_WHAT YOU WILL DO_
Copy out the line that contains "plain text body" and the lines after it through the final one in the entries below, exactly, with no other lines.

_MATERIAL PROVIDED_
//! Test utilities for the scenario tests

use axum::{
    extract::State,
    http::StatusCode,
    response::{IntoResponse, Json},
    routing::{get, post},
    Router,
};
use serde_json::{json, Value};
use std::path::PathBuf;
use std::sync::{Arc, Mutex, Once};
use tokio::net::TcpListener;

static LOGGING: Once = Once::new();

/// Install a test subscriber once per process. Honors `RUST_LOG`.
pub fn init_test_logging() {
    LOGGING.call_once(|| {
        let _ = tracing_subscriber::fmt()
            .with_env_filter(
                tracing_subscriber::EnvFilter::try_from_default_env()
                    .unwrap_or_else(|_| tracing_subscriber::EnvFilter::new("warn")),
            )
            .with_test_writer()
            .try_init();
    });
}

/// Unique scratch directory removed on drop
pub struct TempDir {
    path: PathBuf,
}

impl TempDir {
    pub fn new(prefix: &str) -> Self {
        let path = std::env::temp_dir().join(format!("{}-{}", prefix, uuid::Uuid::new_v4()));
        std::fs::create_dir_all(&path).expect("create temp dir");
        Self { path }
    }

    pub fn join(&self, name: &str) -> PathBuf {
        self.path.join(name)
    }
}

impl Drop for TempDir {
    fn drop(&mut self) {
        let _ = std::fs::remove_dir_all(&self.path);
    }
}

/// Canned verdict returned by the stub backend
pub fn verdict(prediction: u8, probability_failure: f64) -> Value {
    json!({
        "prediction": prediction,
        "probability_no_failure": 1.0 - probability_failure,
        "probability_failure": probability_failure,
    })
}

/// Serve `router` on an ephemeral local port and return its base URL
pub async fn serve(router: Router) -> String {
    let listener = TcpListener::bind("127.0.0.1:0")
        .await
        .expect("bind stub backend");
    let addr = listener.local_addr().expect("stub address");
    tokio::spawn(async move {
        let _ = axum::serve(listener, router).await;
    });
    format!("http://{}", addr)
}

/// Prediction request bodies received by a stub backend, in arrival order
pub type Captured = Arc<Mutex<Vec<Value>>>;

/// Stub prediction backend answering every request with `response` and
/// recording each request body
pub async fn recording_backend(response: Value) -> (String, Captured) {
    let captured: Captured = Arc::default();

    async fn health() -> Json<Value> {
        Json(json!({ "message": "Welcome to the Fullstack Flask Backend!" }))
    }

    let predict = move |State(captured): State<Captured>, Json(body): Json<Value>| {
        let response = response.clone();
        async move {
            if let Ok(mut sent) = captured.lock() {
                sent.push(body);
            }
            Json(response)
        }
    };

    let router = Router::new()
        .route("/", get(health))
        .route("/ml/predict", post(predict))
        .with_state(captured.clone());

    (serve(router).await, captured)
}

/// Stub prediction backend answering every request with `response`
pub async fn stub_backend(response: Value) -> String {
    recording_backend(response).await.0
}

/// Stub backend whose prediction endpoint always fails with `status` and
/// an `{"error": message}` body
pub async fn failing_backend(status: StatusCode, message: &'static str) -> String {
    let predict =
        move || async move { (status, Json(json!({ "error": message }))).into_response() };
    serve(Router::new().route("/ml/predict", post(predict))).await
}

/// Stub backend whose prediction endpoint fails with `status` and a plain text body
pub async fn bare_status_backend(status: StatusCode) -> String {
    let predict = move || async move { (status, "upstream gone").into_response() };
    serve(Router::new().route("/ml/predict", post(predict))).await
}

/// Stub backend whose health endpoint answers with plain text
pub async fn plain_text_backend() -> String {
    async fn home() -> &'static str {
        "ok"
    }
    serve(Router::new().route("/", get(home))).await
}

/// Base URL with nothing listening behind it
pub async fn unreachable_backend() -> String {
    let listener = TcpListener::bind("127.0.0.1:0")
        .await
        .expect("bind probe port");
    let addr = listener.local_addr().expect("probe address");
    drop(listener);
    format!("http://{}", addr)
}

_SOLUTION TO THIS PROBLEM_
/// Stub backend whose prediction endpoint fails with `status` and a plain text body
pub async fn bare_status_backend(status: StatusCode) -> String {
    let predict = move || async move { (status, "upstream gone").into_response() };
    serve(Router::new().route("/ml/predict", post(predict))).await
}

/// Stub backend whose health endpoint answers with plain text
pub async fn plain_text_backend() -> String {
    async fn home() -> &'static str {
        "ok"
    }
    serve(Router::new().route("/", get(home))).await
}

/// Base URL with nothing listening behind it
pub async fn unreachable_backend() -> String {
    let listener = TcpListener::bind("127.0.0.1:0")
        .await
        .expect("bind probe port");
    let addr = listener.local_addr().expect("probe address");
    drop(listener);
    format!("http://{}", addr)
}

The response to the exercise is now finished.